** Opening Data section block **

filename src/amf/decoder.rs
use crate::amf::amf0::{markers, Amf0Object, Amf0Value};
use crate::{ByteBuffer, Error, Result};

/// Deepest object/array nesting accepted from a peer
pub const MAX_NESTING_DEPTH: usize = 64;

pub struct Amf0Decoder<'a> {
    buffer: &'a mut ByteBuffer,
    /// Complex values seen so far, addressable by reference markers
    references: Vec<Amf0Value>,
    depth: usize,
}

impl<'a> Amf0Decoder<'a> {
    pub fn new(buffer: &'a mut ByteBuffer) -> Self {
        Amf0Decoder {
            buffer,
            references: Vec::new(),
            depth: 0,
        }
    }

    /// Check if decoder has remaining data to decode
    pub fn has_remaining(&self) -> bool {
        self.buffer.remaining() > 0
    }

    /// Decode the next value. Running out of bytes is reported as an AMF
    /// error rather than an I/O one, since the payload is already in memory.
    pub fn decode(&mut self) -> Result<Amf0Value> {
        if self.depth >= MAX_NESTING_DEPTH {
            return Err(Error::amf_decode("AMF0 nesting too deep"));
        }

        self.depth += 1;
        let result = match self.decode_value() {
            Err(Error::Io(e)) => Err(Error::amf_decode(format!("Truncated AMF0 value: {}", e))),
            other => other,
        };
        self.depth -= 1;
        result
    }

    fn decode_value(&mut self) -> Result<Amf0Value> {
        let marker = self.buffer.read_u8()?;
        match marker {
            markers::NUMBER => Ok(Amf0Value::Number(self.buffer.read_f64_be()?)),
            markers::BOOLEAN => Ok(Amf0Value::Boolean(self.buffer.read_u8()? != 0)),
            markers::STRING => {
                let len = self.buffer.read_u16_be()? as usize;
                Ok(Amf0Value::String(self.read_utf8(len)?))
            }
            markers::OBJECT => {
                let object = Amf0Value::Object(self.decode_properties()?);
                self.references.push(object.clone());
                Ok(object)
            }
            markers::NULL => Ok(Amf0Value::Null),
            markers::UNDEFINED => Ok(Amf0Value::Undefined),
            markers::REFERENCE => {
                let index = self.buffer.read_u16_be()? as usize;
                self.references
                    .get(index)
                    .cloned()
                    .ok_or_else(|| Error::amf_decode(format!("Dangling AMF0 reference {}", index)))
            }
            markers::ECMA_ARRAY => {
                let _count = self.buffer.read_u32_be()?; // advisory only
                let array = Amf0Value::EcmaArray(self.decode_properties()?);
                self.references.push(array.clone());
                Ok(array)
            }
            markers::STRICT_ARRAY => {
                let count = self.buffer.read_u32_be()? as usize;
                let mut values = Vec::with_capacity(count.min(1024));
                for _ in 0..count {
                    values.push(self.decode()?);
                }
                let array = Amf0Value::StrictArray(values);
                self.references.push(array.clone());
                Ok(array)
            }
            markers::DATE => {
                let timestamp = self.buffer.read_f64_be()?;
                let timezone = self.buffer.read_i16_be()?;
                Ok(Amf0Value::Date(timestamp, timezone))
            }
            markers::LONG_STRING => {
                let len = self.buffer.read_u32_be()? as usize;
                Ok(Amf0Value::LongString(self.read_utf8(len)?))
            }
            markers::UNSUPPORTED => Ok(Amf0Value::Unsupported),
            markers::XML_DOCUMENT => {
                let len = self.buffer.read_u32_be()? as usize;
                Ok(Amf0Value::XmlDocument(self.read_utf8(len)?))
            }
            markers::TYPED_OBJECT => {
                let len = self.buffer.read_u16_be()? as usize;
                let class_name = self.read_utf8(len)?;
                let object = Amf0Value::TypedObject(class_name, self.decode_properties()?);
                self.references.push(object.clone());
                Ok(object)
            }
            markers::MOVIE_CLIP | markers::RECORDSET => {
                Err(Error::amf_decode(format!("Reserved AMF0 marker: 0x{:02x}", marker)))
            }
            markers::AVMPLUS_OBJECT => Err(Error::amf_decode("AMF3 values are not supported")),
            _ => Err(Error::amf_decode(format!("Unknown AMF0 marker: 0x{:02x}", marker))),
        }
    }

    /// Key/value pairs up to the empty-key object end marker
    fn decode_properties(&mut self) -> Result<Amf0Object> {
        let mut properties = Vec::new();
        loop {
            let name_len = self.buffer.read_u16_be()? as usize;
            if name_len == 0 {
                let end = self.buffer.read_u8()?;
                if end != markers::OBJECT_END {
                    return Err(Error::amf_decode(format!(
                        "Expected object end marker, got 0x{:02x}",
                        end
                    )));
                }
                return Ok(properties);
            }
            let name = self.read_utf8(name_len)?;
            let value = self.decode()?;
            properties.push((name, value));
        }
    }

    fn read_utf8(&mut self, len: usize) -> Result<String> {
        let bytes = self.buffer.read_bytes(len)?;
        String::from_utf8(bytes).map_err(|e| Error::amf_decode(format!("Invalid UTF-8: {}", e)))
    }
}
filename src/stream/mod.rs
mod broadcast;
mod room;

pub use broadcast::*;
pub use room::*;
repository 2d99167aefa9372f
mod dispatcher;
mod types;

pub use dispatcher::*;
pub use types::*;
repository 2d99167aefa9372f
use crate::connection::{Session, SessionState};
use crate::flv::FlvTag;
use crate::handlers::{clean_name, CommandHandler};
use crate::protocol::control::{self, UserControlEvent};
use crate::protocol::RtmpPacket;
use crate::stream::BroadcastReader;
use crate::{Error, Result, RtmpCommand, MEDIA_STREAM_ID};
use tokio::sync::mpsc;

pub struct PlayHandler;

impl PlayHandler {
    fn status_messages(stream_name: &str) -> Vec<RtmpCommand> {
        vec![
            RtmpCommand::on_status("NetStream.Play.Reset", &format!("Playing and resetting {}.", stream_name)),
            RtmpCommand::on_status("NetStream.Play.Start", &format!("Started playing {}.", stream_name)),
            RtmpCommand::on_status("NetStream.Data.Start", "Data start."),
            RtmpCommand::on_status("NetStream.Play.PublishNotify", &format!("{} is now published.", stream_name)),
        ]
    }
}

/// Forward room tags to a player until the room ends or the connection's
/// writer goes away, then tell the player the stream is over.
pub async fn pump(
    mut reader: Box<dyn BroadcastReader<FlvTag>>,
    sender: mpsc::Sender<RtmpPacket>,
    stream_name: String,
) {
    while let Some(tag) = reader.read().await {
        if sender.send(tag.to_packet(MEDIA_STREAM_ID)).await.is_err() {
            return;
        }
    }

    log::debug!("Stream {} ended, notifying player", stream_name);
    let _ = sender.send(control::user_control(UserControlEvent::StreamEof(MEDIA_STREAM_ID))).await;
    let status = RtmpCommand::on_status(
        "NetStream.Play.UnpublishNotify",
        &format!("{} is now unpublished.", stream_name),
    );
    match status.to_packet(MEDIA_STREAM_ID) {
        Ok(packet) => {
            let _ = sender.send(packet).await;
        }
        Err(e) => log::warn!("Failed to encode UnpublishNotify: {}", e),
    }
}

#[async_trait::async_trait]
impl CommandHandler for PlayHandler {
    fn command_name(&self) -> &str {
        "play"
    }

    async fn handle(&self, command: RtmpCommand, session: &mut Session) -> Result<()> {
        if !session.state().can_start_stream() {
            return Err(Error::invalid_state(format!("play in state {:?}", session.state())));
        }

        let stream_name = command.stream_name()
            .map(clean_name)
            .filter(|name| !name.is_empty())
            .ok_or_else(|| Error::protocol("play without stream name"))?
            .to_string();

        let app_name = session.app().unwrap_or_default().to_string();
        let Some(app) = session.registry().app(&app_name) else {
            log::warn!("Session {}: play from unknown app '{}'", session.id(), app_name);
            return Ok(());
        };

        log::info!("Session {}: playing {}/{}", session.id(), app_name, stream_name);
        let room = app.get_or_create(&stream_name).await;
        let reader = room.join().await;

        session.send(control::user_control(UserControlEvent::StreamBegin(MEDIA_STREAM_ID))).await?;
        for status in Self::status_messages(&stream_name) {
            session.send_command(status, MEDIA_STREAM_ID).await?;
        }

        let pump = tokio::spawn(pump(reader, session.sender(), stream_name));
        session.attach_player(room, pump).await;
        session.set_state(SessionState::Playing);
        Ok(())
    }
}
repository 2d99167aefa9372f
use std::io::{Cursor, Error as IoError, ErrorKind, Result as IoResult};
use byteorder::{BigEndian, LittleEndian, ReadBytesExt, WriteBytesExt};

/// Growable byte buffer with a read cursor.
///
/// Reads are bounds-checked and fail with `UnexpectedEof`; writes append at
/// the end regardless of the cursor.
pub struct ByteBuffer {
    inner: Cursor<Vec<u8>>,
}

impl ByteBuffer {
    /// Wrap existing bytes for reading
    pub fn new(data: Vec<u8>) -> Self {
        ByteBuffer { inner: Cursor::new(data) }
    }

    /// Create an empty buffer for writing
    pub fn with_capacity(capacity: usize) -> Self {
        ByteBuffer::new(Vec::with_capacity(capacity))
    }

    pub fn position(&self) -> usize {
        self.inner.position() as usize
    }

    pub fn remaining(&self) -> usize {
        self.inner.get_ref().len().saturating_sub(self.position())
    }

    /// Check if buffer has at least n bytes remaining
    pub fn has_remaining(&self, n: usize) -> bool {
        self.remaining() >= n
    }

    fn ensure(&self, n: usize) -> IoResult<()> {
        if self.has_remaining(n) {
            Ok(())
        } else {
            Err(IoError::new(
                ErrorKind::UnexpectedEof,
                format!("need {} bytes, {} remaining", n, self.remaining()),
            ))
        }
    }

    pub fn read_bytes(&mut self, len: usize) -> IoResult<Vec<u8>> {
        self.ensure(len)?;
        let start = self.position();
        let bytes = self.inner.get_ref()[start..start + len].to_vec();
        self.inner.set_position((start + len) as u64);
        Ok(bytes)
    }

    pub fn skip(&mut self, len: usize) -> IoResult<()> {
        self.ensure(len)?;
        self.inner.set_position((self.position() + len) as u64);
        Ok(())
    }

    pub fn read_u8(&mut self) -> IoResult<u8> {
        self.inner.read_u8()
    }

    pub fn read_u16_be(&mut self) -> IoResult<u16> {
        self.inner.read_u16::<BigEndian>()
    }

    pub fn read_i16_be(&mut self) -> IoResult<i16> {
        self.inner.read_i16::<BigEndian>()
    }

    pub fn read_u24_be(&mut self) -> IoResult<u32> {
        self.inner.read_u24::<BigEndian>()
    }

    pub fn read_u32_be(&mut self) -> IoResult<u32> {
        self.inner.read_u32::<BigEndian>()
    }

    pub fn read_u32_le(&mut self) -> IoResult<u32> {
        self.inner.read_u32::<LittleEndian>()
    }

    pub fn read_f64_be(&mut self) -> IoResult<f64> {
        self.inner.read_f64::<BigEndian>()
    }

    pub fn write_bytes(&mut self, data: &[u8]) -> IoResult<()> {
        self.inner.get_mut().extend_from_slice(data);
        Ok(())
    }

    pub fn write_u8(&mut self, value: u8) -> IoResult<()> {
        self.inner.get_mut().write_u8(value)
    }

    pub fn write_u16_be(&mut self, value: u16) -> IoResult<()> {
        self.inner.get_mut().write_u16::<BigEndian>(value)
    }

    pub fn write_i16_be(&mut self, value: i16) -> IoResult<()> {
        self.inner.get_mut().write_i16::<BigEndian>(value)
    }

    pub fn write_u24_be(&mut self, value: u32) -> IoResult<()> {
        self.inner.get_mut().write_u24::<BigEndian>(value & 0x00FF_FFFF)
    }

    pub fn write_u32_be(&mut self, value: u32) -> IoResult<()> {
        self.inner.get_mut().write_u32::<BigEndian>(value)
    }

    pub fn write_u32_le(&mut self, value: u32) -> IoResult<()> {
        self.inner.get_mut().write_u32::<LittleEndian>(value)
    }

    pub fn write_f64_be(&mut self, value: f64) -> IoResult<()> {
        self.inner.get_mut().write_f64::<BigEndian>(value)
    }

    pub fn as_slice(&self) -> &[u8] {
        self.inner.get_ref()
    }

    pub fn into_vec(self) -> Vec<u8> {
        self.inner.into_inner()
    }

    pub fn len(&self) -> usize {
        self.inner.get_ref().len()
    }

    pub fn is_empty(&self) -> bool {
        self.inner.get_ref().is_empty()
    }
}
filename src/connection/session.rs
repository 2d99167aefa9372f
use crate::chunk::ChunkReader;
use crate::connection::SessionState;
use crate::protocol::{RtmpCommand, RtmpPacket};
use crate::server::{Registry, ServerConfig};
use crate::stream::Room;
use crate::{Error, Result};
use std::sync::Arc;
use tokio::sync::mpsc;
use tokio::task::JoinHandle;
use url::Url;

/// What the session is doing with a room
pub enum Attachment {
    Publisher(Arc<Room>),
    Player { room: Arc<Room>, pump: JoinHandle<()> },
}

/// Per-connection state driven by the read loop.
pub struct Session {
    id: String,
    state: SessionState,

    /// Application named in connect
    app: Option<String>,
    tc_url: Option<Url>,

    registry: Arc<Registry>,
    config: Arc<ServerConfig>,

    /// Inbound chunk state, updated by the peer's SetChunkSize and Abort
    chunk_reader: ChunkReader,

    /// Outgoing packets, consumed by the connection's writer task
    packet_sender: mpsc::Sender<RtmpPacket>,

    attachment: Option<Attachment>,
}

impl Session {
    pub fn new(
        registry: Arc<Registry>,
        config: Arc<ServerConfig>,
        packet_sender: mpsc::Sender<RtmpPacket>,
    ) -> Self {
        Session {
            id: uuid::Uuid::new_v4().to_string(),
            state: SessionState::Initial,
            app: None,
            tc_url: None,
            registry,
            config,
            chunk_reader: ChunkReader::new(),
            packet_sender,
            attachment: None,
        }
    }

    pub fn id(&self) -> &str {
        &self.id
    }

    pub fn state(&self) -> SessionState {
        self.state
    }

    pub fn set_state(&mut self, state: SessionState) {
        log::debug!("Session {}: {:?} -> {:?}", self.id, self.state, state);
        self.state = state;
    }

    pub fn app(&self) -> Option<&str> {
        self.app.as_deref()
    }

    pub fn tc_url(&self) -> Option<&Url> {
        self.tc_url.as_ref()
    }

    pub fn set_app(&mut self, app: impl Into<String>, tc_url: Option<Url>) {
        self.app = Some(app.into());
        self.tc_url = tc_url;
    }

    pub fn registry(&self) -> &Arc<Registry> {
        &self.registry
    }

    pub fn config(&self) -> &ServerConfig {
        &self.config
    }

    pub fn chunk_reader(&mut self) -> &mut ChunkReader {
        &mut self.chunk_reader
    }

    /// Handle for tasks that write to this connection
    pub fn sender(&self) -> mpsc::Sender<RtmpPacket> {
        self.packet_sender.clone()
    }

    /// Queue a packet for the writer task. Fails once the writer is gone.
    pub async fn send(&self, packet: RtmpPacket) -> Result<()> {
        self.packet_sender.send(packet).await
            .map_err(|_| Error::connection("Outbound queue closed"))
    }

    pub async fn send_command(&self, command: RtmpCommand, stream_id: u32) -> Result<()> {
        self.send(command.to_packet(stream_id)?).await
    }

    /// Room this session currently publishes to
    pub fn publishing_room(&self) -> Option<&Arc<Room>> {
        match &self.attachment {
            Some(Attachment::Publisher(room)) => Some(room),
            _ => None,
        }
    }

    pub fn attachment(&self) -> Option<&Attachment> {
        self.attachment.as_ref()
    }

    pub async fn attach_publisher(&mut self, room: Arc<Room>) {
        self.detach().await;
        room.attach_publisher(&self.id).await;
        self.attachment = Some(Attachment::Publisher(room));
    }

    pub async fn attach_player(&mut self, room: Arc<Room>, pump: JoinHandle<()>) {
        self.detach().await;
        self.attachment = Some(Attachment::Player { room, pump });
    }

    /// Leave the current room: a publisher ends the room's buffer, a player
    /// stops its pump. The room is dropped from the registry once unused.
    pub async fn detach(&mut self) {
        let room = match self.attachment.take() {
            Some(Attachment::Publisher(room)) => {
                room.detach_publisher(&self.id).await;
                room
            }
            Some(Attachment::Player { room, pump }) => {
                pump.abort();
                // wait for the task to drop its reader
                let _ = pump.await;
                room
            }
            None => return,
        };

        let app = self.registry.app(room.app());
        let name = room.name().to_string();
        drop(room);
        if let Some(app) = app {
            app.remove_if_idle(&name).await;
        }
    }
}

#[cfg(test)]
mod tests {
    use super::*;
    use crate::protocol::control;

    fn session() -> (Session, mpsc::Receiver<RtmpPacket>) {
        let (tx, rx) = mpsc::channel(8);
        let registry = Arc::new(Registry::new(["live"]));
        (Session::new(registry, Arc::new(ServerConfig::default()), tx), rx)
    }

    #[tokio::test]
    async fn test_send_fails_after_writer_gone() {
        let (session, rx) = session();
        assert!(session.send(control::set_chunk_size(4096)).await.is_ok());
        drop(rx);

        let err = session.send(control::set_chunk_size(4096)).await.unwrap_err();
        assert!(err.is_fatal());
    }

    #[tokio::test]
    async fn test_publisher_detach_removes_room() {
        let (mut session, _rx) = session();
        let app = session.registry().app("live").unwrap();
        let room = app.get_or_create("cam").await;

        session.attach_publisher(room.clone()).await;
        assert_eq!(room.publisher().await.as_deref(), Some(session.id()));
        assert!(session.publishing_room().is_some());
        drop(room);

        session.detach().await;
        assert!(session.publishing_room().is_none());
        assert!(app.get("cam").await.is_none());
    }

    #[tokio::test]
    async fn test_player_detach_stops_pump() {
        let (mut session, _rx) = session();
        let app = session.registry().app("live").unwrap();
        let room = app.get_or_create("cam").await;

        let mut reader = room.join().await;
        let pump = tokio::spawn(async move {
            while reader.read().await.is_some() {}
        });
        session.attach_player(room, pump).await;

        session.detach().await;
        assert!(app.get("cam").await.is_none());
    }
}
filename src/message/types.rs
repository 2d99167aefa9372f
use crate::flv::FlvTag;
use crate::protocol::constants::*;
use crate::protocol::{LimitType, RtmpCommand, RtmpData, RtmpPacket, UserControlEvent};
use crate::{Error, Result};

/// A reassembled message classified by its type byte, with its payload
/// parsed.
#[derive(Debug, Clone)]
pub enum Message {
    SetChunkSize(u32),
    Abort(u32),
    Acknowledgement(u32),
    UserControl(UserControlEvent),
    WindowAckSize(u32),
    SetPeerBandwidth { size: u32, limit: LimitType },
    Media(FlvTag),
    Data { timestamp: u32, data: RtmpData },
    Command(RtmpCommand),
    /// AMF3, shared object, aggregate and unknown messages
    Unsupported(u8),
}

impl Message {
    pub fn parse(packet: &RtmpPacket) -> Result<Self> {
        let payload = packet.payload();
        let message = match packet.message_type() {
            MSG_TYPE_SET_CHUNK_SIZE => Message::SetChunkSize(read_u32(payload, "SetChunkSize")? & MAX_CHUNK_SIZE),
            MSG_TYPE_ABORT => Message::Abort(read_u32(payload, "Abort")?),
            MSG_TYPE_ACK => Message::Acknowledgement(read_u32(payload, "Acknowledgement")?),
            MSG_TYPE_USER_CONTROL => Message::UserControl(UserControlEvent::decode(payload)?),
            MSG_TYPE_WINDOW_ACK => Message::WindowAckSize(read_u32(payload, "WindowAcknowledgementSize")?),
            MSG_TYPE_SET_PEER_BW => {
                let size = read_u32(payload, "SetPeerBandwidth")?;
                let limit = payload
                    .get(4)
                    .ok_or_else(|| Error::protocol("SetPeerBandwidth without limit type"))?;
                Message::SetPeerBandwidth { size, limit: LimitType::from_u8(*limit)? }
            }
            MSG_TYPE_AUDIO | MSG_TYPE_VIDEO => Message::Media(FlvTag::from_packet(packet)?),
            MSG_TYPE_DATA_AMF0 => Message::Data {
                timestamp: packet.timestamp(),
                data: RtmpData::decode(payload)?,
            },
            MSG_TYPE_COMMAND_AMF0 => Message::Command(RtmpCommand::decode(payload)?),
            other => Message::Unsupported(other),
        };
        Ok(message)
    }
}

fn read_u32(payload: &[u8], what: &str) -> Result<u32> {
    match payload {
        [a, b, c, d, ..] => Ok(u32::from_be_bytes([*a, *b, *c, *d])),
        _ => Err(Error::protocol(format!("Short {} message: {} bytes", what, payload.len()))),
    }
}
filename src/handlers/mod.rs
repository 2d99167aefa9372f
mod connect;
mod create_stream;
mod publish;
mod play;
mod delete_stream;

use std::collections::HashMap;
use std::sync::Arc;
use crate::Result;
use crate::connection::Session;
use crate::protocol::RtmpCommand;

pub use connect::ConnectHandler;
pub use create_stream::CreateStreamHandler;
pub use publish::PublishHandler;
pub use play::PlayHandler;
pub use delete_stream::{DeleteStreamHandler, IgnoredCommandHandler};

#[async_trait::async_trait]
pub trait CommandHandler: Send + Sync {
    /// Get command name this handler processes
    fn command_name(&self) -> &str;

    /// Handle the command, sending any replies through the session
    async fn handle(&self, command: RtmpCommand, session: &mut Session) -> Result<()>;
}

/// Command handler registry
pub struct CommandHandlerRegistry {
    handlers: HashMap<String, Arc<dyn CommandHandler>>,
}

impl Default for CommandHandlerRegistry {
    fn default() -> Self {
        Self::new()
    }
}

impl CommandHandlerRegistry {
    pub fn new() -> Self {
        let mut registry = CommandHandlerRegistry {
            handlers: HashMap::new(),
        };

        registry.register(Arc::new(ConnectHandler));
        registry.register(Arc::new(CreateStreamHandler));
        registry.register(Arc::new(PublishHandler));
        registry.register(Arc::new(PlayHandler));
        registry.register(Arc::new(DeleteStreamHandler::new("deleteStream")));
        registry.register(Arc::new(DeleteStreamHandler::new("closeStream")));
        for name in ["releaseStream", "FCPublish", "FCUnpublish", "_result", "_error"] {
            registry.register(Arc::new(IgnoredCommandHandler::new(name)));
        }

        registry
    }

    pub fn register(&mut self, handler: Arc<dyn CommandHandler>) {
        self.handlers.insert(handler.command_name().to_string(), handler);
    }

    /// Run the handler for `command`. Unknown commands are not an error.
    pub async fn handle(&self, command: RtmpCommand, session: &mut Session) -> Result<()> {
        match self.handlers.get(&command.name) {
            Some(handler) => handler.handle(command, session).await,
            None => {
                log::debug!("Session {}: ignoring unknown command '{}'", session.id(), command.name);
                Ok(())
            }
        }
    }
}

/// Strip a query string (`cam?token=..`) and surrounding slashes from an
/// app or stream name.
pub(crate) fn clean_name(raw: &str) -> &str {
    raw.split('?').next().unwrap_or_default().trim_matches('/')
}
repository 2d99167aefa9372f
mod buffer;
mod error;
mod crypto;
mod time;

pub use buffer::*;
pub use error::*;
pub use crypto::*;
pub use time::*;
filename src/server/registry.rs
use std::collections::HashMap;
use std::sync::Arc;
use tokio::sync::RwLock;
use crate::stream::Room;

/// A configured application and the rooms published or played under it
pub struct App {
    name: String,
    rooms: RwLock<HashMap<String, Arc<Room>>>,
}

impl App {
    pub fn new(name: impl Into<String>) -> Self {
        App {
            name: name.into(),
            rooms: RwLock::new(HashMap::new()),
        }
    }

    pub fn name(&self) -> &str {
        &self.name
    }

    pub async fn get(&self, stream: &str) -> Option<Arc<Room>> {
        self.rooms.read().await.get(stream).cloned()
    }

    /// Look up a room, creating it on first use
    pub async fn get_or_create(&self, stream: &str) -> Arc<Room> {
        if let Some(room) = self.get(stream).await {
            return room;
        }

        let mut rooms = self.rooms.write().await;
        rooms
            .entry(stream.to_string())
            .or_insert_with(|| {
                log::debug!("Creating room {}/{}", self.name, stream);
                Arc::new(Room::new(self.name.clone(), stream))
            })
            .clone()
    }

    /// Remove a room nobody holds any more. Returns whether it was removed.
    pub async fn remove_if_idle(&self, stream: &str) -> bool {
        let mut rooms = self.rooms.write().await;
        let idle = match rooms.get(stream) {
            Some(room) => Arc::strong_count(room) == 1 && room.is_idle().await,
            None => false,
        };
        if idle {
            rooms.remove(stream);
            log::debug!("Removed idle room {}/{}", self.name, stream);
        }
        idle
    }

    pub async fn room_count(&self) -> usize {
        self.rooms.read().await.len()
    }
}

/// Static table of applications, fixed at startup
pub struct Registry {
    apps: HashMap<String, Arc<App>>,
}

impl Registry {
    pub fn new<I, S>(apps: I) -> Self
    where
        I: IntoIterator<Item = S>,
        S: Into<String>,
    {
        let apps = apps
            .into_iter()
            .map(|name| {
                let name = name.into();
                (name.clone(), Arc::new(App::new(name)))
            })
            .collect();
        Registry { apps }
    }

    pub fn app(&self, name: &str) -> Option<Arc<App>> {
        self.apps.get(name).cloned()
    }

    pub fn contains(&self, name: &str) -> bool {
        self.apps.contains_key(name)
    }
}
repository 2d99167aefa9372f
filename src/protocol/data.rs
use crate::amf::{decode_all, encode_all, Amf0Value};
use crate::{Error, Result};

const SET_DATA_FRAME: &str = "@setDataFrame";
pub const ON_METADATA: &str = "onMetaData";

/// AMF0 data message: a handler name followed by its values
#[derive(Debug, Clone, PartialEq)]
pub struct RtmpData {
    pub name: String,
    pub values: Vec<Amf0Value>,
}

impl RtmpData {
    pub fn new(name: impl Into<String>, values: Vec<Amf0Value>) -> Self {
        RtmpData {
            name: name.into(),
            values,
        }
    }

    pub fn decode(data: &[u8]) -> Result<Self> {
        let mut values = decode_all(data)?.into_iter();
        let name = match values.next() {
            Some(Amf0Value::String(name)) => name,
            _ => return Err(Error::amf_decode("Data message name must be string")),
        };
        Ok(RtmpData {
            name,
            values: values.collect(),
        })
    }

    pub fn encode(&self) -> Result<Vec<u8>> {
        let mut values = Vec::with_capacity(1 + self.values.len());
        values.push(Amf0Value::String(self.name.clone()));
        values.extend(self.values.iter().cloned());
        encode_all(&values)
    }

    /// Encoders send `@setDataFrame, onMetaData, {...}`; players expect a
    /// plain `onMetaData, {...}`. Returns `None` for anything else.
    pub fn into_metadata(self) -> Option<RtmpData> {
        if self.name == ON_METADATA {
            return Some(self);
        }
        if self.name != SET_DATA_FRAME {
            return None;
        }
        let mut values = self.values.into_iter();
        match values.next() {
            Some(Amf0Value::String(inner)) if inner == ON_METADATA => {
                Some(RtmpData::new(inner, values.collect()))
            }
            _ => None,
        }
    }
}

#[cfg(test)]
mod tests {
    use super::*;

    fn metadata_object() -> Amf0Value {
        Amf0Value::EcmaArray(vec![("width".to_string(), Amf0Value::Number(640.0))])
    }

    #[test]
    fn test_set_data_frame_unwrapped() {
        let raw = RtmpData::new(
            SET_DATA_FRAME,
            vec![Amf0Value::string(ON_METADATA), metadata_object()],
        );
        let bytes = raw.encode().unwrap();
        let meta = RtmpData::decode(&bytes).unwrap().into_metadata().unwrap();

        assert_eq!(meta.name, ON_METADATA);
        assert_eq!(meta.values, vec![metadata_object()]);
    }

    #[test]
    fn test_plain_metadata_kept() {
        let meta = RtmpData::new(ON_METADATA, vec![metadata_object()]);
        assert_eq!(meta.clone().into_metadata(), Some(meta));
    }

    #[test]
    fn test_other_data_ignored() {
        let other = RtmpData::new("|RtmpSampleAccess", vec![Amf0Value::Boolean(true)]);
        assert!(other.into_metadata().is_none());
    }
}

** Closing Data section block **

§ **Exercise directions**: Please go over the data above and tally every line holding "CreateStreamHandler"; reply only with the count.

§ **Answer to this exercise**: 2